Sunday, October 19, 2008
Sigma 30mm f/1.4 EX DC HSM Review
I've had a chance to use the Sigma 30mm f/1.4 EX DC HSM on and off for a while now. It's been a nice lens to use.
The only lens Nikon made that was close was the 28mm f/1.4D, which was discontinued a few years ago. Used, it now goes for more than it's original high price (over $2k). I have never used the NIkkor but by all accounts it's optically better, built out of metal not plastic [Update: The Sigma does have a mostly metal construction, however it is not as sturdy and solid feeling as the Nikkors of this level] and has full 35mm coverage. It's also much larger, heavier and you could buy 3 to 4 of these sigmas for the price of the Nikkor... if you can find one. I'm sure Nikon wasn't selling a lot of the Nikkors, and with a lens like this in the market, they would sell even less of them.
The Sigma handles well. It's a nice size and weight. It feels great on my D200. A tad large on the D40 pictured here.
Side Note: This is one of the few sub $1k primes you can buy that will auto focus on the D40 [Update: D40x and D60 as well] as it has "HSM" Sigma's brand of electronic in lens focus.
The biggest problem with this Sigma (and is true for a lot of this brands products) is sample variance. You never know exactly what you'll get when you buy a Sigma lens. This particular sample didn't have the AF issues with the D200 that plagued early versions. It did however have the squeaky focus when pointing down or up. No manufacturer is perfect. Every lens made is slightly different to it's brother or sister. However Sigma seems to suffer from this in a more negative way than other manufacturers.
This leads nicely into the failure of the lens pictured above. The lens in the picture above died shortly after this picture was taken. After returning it to it's owner, I recommended they get the squeaking in the focus ring fixed under warranty. They dropped it off with Sigma Canada. After several weeks of waiting, they declared the lens as non-reparable and gave my friend a brand new one. At least their Customer Service is good.
Wide open it's not the sharpest lens I've used. However it's acceptable considering the price. The sharpness degrades sharply near the extreme edges though and doesn't really improve stopped down. The filter size of 62mm is an odd size and you'll find yourself either buying a step up ring or buying new filters. I did not pay particular attention to light falloff as it's not usually a concern for me and rather like it when I do notice it, however it does have some at and near f/1.4.
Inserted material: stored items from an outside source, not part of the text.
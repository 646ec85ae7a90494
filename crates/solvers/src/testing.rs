//! In-memory backends for exercising the adapters without a numerical
//! library.
//!
//! Both work with the reference expression type [`Sx`].

use std::{cell::RefCell, collections::HashMap, rc::Rc, time::Duration};

use ndarray::Array1;
use thiserror::Error;

use stride_core::{
    Expr, Observer,
    testing::{Env, Sx},
};

use crate::{
    OptionValue, Options,
    multiple_shooting::{
        ConstraintField, Definition, IterateField, OcpBackend, OcpSolver, SolveStats,
    },
    nlp::{Action, Event, NlpBackend, NlpLimits, NlpOutput, NlpProblem, NlpStats},
};

#[derive(Debug, Error, PartialEq)]
pub enum FakeError {
    #[error("expression has free symbols at iteration {0}")]
    Unbound(usize),

    #[error("iterate has {found} entries, the problem has {expected}")]
    Length { expected: usize, found: usize },

    #[error("node {node} has no {field} iterate")]
    MissingIterate { node: usize, field: IterateField },

    #[error("backend refused to run")]
    Refused,
}

/// What [`FakeNlp`] was asked to solve.
#[derive(Debug, Clone, PartialEq)]
pub struct NlpCall {
    pub variables: usize,
    pub constraints: usize,
    pub limits: NlpLimits,
    pub options: Options,
    /// Objective at the start point.
    pub initial_objective: f64,
}

/// A scripted NLP backend.
///
/// Visits the start point, then each scripted iterate, reporting every one
/// to the observer, and returns the last visited point. Lagrange multipliers
/// are echoed from the warm start, or zero.
#[derive(Debug, Clone)]
pub struct FakeNlp {
    pub script: Vec<Array1<f64>>,
    pub success: bool,
    pub refuse: bool,
    /// Drop the last value of the returned solution.
    pub truncate: bool,
    pub calls: Vec<NlpCall>,
}

impl Default for FakeNlp {
    fn default() -> Self {
        Self {
            script: Vec::new(),
            success: true,
            refuse: false,
            truncate: false,
            calls: Vec::new(),
        }
    }
}

impl FakeNlp {
    #[must_use]
    pub fn new() -> Self {
        Self::default()
    }

    #[must_use]
    pub fn with_script(mut self, script: Vec<Array1<f64>>) -> Self {
        self.script = script;
        self
    }

    #[must_use]
    pub fn failing(mut self) -> Self {
        self.success = false;
        self
    }

    #[must_use]
    pub fn refusing(mut self) -> Self {
        self.refuse = true;
        self
    }

    #[must_use]
    pub fn truncating(mut self) -> Self {
        self.truncate = true;
        self
    }
}

/// Evaluates a scalar expression with `x` bound to `values`.
fn evaluate(
    problem: &NlpProblem<Sx>,
    values: &Array1<f64>,
    iteration: usize,
) -> Result<f64, FakeError> {
    let env = Env::new().bind(&problem.x, &values.to_vec());
    problem
        .f
        .eval(&env)
        .and_then(|f| f.first().copied())
        .ok_or(FakeError::Unbound(iteration))
}

impl NlpBackend<Sx> for FakeNlp {
    const OPTION_PREFIX: &'static str = "ipopt.";

    type Error = FakeError;

    fn solve<Obs>(
        &mut self,
        problem: &NlpProblem<Sx>,
        limits: &NlpLimits,
        options: &Options,
        mut observer: Obs,
    ) -> Result<NlpOutput, FakeError>
    where
        Obs: Observer<Event, Action>,
    {
        if self.refuse {
            return Err(FakeError::Refused);
        }
        let variables = problem.x.numel();
        self.calls.push(NlpCall {
            variables,
            constraints: problem.g.numel(),
            limits: limits.clone(),
            options: options.clone(),
            initial_objective: evaluate(problem, &limits.x0, 0)?,
        });

        let mut last = (limits.x0.clone(), 0.0);
        let mut iterations = 0;
        let iterates = std::iter::once(&limits.x0).chain(&self.script);
        for (iteration, x) in iterates.enumerate() {
            if x.len() != variables {
                return Err(FakeError::Length {
                    expected: variables,
                    found: x.len(),
                });
            }
            let objective = evaluate(problem, x, iteration)?;
            last = (x.clone(), objective);
            iterations = iteration;

            let event = Event {
                iteration,
                objective,
                x: x.clone(),
            };
            if let Some(Action::StopEarly) = observer.observe(&event) {
                break;
            }
        }

        let (mut x, f) = last;
        if self.truncate {
            x = x.slice(ndarray::s![..variables.saturating_sub(1)]).to_owned();
        }
        Ok(NlpOutput {
            x,
            f,
            lam_x: limits
                .lam_x0
                .clone()
                .unwrap_or_else(|| Array1::zeros(variables)),
            lam_g: limits
                .lam_g0
                .clone()
                .unwrap_or_else(|| Array1::zeros(problem.g.numel())),
            stats: NlpStats {
                success: self.success,
                iterations,
                wall_time: Duration::from_millis(1),
            },
        })
    }
}

/// One call made on a [`FakeOcpSolver`].
#[derive(Debug, Clone, PartialEq)]
pub enum Push {
    Reference {
        node: usize,
        values: Array1<f64>,
    },
    Constraint {
        node: usize,
        field: ConstraintField,
        values: Array1<f64>,
    },
    Iterate {
        node: usize,
        field: IterateField,
        values: Array1<f64>,
    },
    Option {
        key: String,
        value: OptionValue,
    },
    Solve,
}

/// Everything the fake structured backend and its solvers saw.
#[derive(Debug, Default)]
pub struct Journal {
    pub definitions: Vec<Definition<Sx>>,
    pub pushes: Vec<Push>,
}

impl Journal {
    /// Pushes addressed to `node`, in order.
    #[must_use]
    pub fn pushes_for_node(&self, node: usize) -> Vec<&Push> {
        self.pushes
            .iter()
            .filter(|push| match push {
                Push::Reference { node: n, .. }
                | Push::Constraint { node: n, .. }
                | Push::Iterate { node: n, .. } => *n == node,
                Push::Option { .. } | Push::Solve => false,
            })
            .collect()
    }
}

/// A structured backend that records definitions and pushes.
#[derive(Debug, Clone, Default)]
pub struct FakeOcpBackend {
    pub journal: Rc<RefCell<Journal>>,
    pub status: i32,
    pub refuse: bool,
}

impl FakeOcpBackend {
    #[must_use]
    pub fn new() -> Self {
        Self::default()
    }

    /// A backend whose solver always returns `status`.
    #[must_use]
    pub fn with_status(status: i32) -> Self {
        Self {
            status,
            ..Self::default()
        }
    }
}

impl OcpBackend<Sx> for FakeOcpBackend {
    type Solver = FakeOcpSolver;
    type Error = FakeError;

    fn create(&mut self, definition: &Definition<Sx>) -> Result<FakeOcpSolver, FakeError> {
        if self.refuse {
            return Err(FakeError::Refused);
        }
        self.journal.borrow_mut().definitions.push(definition.clone());
        Ok(FakeOcpSolver {
            journal: Rc::clone(&self.journal),
            status: self.status,
            iterates: HashMap::new(),
        })
    }
}

/// A structured solver whose solution is its initial iterate.
#[derive(Debug)]
pub struct FakeOcpSolver {
    journal: Rc<RefCell<Journal>>,
    status: i32,
    iterates: HashMap<(usize, IterateField), Array1<f64>>,
}

impl OcpSolver for FakeOcpSolver {
    type Error = FakeError;

    fn set_reference(&mut self, node: usize, values: &Array1<f64>) -> Result<(), FakeError> {
        self.journal.borrow_mut().pushes.push(Push::Reference {
            node,
            values: values.clone(),
        });
        Ok(())
    }

    fn set_constraint(
        &mut self,
        node: usize,
        field: ConstraintField,
        values: &Array1<f64>,
    ) -> Result<(), FakeError> {
        self.journal.borrow_mut().pushes.push(Push::Constraint {
            node,
            field,
            values: values.clone(),
        });
        Ok(())
    }

    fn set_iterate(
        &mut self,
        node: usize,
        field: IterateField,
        values: &Array1<f64>,
    ) -> Result<(), FakeError> {
        self.iterates.insert((node, field), values.clone());
        self.journal.borrow_mut().pushes.push(Push::Iterate {
            node,
            field,
            values: values.clone(),
        });
        Ok(())
    }

    fn iterate(&self, node: usize, field: IterateField) -> Result<Array1<f64>, FakeError> {
        self.iterates
            .get(&(node, field))
            .cloned()
            .ok_or(FakeError::MissingIterate { node, field })
    }

    fn set_option(&mut self, key: &str, value: &OptionValue) -> Result<(), FakeError> {
        self.journal.borrow_mut().pushes.push(Push::Option {
            key: key.to_owned(),
            value: value.clone(),
        });
        Ok(())
    }

    fn solve(&mut self) -> Result<i32, FakeError> {
        self.journal.borrow_mut().pushes.push(Push::Solve);
        Ok(self.status)
    }

    fn stats(&self) -> Result<SolveStats, FakeError> {
        Ok(SolveStats {
            cost: 0.0,
            sqp_iterations: 3,
            wall_time: Duration::from_millis(2),
        })
    }
}
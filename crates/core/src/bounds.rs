//! Numeric bound and initial-guess profiles.
//!
//! A profile stores a few columns of values and an [`Interpolation`] that says
//! how those columns map onto the nodes of a horizon.

use ndarray::{Array1, Array2, Zip};

use crate::Error;

/// How the columns of a profile map onto nodes.
#[derive(Debug, Clone, Copy, Default, PartialEq, Eq)]
pub enum Interpolation {
    /// One column used at every node.
    #[default]
    Constant,

    /// Three columns: the first node, every interior node, the last node.
    ConstantWithFirstAndLastDifferent,

    /// Two columns linearly interpolated from the first to the last node.
    Linear,

    /// One column per node.
    EachNode,
}

impl Interpolation {
    /// Returns the number of columns a profile needs over `node_count` nodes.
    #[must_use]
    pub fn columns(self, node_count: usize) -> usize {
        match self {
            Self::Constant => 1,
            Self::Linear => 2,
            Self::ConstantWithFirstAndLastDifferent => 3,
            Self::EachNode => node_count,
        }
    }

    /// Evaluates `values` at `node` of a horizon with `node_count` nodes.
    ///
    /// `values` must have [`Interpolation::columns`] columns and `node` must be
    /// below `node_count`.
    fn evaluate(self, values: &Array2<f64>, node: usize, node_count: usize) -> Array1<f64> {
        match self {
            Self::Constant => values.column(0).to_owned(),
            Self::ConstantWithFirstAndLastDifferent => {
                let column = if node == 0 {
                    0
                } else if node + 1 == node_count {
                    2
                } else {
                    1
                };
                values.column(column).to_owned()
            }
            Self::Linear => {
                if node_count <= 1 {
                    return values.column(0).to_owned();
                }
                #[allow(clippy::cast_precision_loss)]
                let fraction = node as f64 / (node_count - 1) as f64;
                let first = values.column(0);
                let last = values.column(1);
                Zip::from(&first)
                    .and(&last)
                    .map_collect(|a, b| a + (b - a) * fraction)
            }
            Self::EachNode => values.column(node).to_owned(),
        }
    }

    fn check(self, what: &'static str, values: &Array2<f64>, node_count: usize) -> Result<(), Error> {
        let expected = self.columns(node_count);
        if values.ncols() != expected {
            return Err(Error::Columns {
                what,
                expected,
                found: values.ncols(),
            });
        }
        Ok(())
    }
}

/// A `(lower, upper)` pair of equal-length vectors.
#[derive(Debug, Clone, PartialEq)]
pub struct Interval {
    lower: Array1<f64>,
    upper: Array1<f64>,
}

impl Interval {
    /// Creates an interval.
    ///
    /// # Errors
    ///
    /// Returns [`Error::Rows`] if `lower` and `upper` differ in length.
    pub fn new(lower: impl Into<Array1<f64>>, upper: impl Into<Array1<f64>>) -> Result<Self, Error> {
        let lower = lower.into();
        let upper = upper.into();
        if lower.len() != upper.len() {
            return Err(Error::Rows {
                what: "upper bound",
                expected: lower.len(),
                found: upper.len(),
            });
        }
        Ok(Self { lower, upper })
    }

    /// An interval with no rows.
    #[must_use]
    pub fn empty() -> Self {
        Self {
            lower: Array1::zeros(0),
            upper: Array1::zeros(0),
        }
    }

    /// An interval pinning every row to `values`.
    #[must_use]
    pub fn fixed(values: impl Into<Array1<f64>>) -> Self {
        let values = values.into();
        Self {
            lower: values.clone(),
            upper: values,
        }
    }

    /// An interval with `rows` unbounded rows.
    #[must_use]
    pub fn unbounded(rows: usize) -> Self {
        Self {
            lower: Array1::from_elem(rows, f64::NEG_INFINITY),
            upper: Array1::from_elem(rows, f64::INFINITY),
        }
    }

    #[must_use]
    pub fn lower(&self) -> &Array1<f64> {
        &self.lower
    }

    #[must_use]
    pub fn upper(&self) -> &Array1<f64> {
        &self.upper
    }

    #[must_use]
    pub fn len(&self) -> usize {
        self.lower.len()
    }

    #[must_use]
    pub fn is_empty(&self) -> bool {
        self.lower.is_empty()
    }

    /// Returns `true` if every lower and upper value is finite.
    #[must_use]
    pub fn is_finite(&self) -> bool {
        self.lower.iter().chain(self.upper.iter()).all(|v| v.is_finite())
    }

    /// Returns `self` stacked on top of `other`.
    #[must_use]
    pub fn concatenate(&self, other: &Self) -> Self {
        Self {
            lower: stack(&self.lower, &other.lower),
            upper: stack(&self.upper, &other.upper),
        }
    }

    /// Returns `true` if both intervals hold bit-identical values.
    #[must_use]
    pub fn bitwise_eq(&self, other: &Self) -> bool {
        let same = |a: &Array1<f64>, b: &Array1<f64>| {
            a.len() == b.len() && a.iter().zip(b).all(|(x, y)| x.to_bits() == y.to_bits())
        };
        same(&self.lower, &other.lower) && same(&self.upper, &other.upper)
    }
}

fn stack(top: &Array1<f64>, bottom: &Array1<f64>) -> Array1<f64> {
    top.iter().chain(bottom).copied().collect()
}

/// Node-varying lower and upper bounds of a state or control vector.
///
/// Both matrices have one row per component and
/// [`Interpolation::columns`] columns.
#[derive(Debug, Clone, PartialEq)]
pub struct Bounds {
    lower: Array2<f64>,
    upper: Array2<f64>,
    interpolation: Interpolation,
}

impl Bounds {
    /// Creates bounds from column profiles.
    ///
    /// # Errors
    ///
    /// Returns an error if `lower` and `upper` differ in shape, or if a
    /// fixed-width interpolation receives the wrong number of columns.
    pub fn new(
        lower: Array2<f64>,
        upper: Array2<f64>,
        interpolation: Interpolation,
    ) -> Result<Self, Error> {
        if lower.nrows() != upper.nrows() {
            return Err(Error::Rows {
                what: "upper bounds",
                expected: lower.nrows(),
                found: upper.nrows(),
            });
        }
        if lower.ncols() != upper.ncols() {
            return Err(Error::Columns {
                what: "upper bounds",
                expected: lower.ncols(),
                found: upper.ncols(),
            });
        }
        if interpolation != Interpolation::EachNode {
            interpolation.check("bounds", &lower, 0)?;
        }
        Ok(Self {
            lower,
            upper,
            interpolation,
        })
    }

    /// The same `(lower, upper)` at every node.
    ///
    /// # Errors
    ///
    /// Returns an error if `lower` and `upper` differ in length.
    pub fn constant(lower: &[f64], upper: &[f64]) -> Result<Self, Error> {
        Self::new(column(lower), column(upper), Interpolation::Constant)
    }

    /// Returns the number of components.
    #[must_use]
    pub fn dimension(&self) -> usize {
        self.lower.nrows()
    }

    #[must_use]
    pub fn interpolation(&self) -> Interpolation {
        self.interpolation
    }

    /// Checks that the profile covers a horizon of `node_count` nodes.
    ///
    /// # Errors
    ///
    /// Returns [`Error::Columns`] on a column count mismatch.
    pub fn check_nodes(&self, node_count: usize) -> Result<(), Error> {
        self.interpolation.check("bounds", &self.lower, node_count)
    }

    /// Returns the interval that applies at `node`.
    ///
    /// # Errors
    ///
    /// Returns an error if the profile does not cover `node_count` nodes or if
    /// `node` is past the last node.
    pub fn at(&self, node: usize, node_count: usize) -> Result<Interval, Error> {
        self.check_nodes(node_count)?;
        check_node(node, node_count)?;
        Ok(Interval {
            lower: self.interpolation.evaluate(&self.lower, node, node_count),
            upper: self.interpolation.evaluate(&self.upper, node, node_count),
        })
    }
}

/// A node-varying initial guess of a state or control vector.
#[derive(Debug, Clone, PartialEq)]
pub struct InitialGuess {
    values: Array2<f64>,
    interpolation: Interpolation,
}

impl InitialGuess {
    /// Creates an initial guess from column profiles.
    ///
    /// # Errors
    ///
    /// Returns [`Error::Columns`] if a fixed-width interpolation receives the
    /// wrong number of columns.
    pub fn new(values: Array2<f64>, interpolation: Interpolation) -> Result<Self, Error> {
        if interpolation != Interpolation::EachNode {
            interpolation.check("initial guess", &values, 0)?;
        }
        Ok(Self {
            values,
            interpolation,
        })
    }

    /// The same values at every node.
    #[must_use]
    pub fn constant(values: &[f64]) -> Self {
        Self {
            values: column(values),
            interpolation: Interpolation::Constant,
        }
    }

    #[must_use]
    pub fn dimension(&self) -> usize {
        self.values.nrows()
    }

    /// Checks that the profile covers a horizon of `node_count` nodes.
    ///
    /// # Errors
    ///
    /// Returns [`Error::Columns`] on a column count mismatch.
    pub fn check_nodes(&self, node_count: usize) -> Result<(), Error> {
        self.interpolation.check("initial guess", &self.values, node_count)
    }

    /// Returns the guess at `node`.
    ///
    /// # Errors
    ///
    /// Returns an error if the profile does not cover `node_count` nodes or if
    /// `node` is past the last node.
    pub fn evaluate_at(&self, node: usize, node_count: usize) -> Result<Array1<f64>, Error> {
        self.check_nodes(node_count)?;
        check_node(node, node_count)?;
        Ok(self.interpolation.evaluate(&self.values, node, node_count))
    }
}

fn column(values: &[f64]) -> Array2<f64> {
    Array2::from_shape_fn((values.len(), 1), |(row, _)| values[row])
}

fn check_node(node: usize, node_count: usize) -> Result<(), Error> {
    if node >= node_count {
        return Err(Error::NodeOutOfRange {
            node,
            last: node_count.saturating_sub(1),
        });
    }
    Ok(())
}

#[cfg(test)]
mod tests {
    use super::*;

    use approx::assert_relative_eq;
    use ndarray::array;

    #[test]
    fn interval_rejects_mismatched_lengths() {
        assert!(Interval::new(vec![0.0, 1.0], vec![1.0]).is_err());
    }

    #[test]
    fn interval_concatenation_preserves_order() {
        let top = Interval::new(vec![-1.0], vec![1.0]).unwrap();
        let bottom = Interval::new(vec![-2.0, -3.0], vec![2.0, 3.0]).unwrap();

        let both = top.concatenate(&bottom);

        assert_eq!(both.lower(), &array![-1.0, -2.0, -3.0]);
        assert_eq!(both.upper(), &array![1.0, 2.0, 3.0]);
        assert!(both.is_finite());
        assert!(!Interval::unbounded(2).is_finite());
    }

    #[test]
    fn first_and_last_different_selects_slot_by_node() {
        let lower = array![[0.0, -1.0, 5.0]];
        let upper = array![[0.0, 1.0, 5.0]];
        let bounds = Bounds::new(
            lower,
            upper,
            Interpolation::ConstantWithFirstAndLastDifferent,
        )
        .unwrap();

        assert_eq!(bounds.at(0, 5).unwrap().upper(), &array![0.0]);
        assert_eq!(bounds.at(2, 5).unwrap().upper(), &array![1.0]);
        assert_eq!(bounds.at(4, 5).unwrap().upper(), &array![5.0]);
        assert!(bounds.at(5, 5).is_err());
    }

    #[test]
    fn each_node_checks_column_count() {
        let bounds = Bounds::new(
            Array2::zeros((2, 4)),
            Array2::ones((2, 4)),
            Interpolation::EachNode,
        )
        .unwrap();

        assert!(bounds.at(3, 4).is_ok());
        assert_eq!(
            bounds.check_nodes(5),
            Err(Error::Columns {
                what: "bounds",
                expected: 5,
                found: 4
            })
        );
    }

    #[test]
    fn linear_guess_interpolates_between_ends() {
        let guess = InitialGuess::new(array![[0.0, 10.0]], Interpolation::Linear).unwrap();

        assert_relative_eq!(guess.evaluate_at(0, 6).unwrap()[0], 0.0);
        assert_relative_eq!(guess.evaluate_at(1, 6).unwrap()[0], 2.0);
        assert_relative_eq!(guess.evaluate_at(5, 6).unwrap()[0], 10.0);
    }

    #[test]
    fn constant_guess_ignores_node() {
        let guess = InitialGuess::constant(&[1.0, 2.0]);

        assert_eq!(guess.dimension(), 2);
        assert_eq!(guess.evaluate_at(7, 8).unwrap(), array![1.0, 2.0]);
    }
}
use std::time::Duration;

use ndarray::Array1;

use stride_core::Observer;

use crate::Options;

use super::{Action, Event};

/// The symbolic problem `min f(x) s.t. lbg <= g(x) <= ubg, lbx <= x <= ubx`.
#[derive(Debug, Clone)]
pub struct NlpProblem<E> {
    pub x: E,
    pub f: E,
    pub g: E,
}

/// Numeric bounds, start point and optional warm-start multipliers.
#[derive(Debug, Clone, PartialEq)]
pub struct NlpLimits {
    pub lbx: Array1<f64>,
    pub ubx: Array1<f64>,
    pub lbg: Array1<f64>,
    pub ubg: Array1<f64>,
    pub x0: Array1<f64>,
    pub lam_x0: Option<Array1<f64>>,
    pub lam_g0: Option<Array1<f64>>,
}

/// What an NLP backend returns.
#[derive(Debug, Clone, PartialEq)]
pub struct NlpOutput {
    pub x: Array1<f64>,
    pub f: f64,
    pub lam_x: Array1<f64>,
    pub lam_g: Array1<f64>,
    pub stats: NlpStats,
}

#[derive(Debug, Clone, Copy, PartialEq)]
pub struct NlpStats {
    pub success: bool,
    pub iterations: usize,
    pub wall_time: Duration,
}

/// An external nonlinear-programming solver.
pub trait NlpBackend<E> {
    /// Prefix of the backend's own options, for example `"ipopt."`.
    const OPTION_PREFIX: &'static str;

    type Error: std::error::Error + Send + Sync + 'static;

    /// Solves `problem` once.
    ///
    /// The backend reports every iterate to `observer` and stops as soon as
    /// the observer returns [`Action::StopEarly`].
    ///
    /// # Errors
    ///
    /// Returns an error only if the backend cannot run; an unsuccessful
    /// solve is reported through [`NlpStats::success`].
    fn solve<Obs>(
        &mut self,
        problem: &NlpProblem<E>,
        limits: &NlpLimits,
        options: &Options,
        observer: Obs,
    ) -> Result<NlpOutput, Self::Error>
    where
        Obs: Observer<Event, Action>;
}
The included lens hood (not pictured) proved very good. It's made out of a sturdy plastic and locks in better than a lot of Nikon Hoods. It's my preferred method of protection instead of overpriced and detrimental "protective" filters.
Even if Nikon releases an update to their 28mm f/1.4D, it will probably remain expensive, large and heavy. True the Nikkor will also be better quality, but you get what you pay for. The Sigmas focal range on 1.5x cropped digital and overall price/performance make this a lens one I recommend for available light shooting. It also makes a great general purpose prime for walking around.
+ focal length ("normal FOV on 1.5x crop")
+ well balanced on most bodies
+ great available light lens
- Not FF/FX
- quality/sample variance
- sharpness wide open
- slightly heavy on the D40
- edge detail
I ended up buying this lens as a gift for Lauras Birthday. Check out Lauras stream for photos taken with this lens.
For myself, I've owned a 35mm f/1.4 AI Nikkor for some time now. I purchased it used on eBay in fair condition. The Nikkor is sharper than this lens. However, nailing focus at f/1.4 with the stock focusing screen on the D200 is really really hard. Mostly for this reason, I don't use that lens often.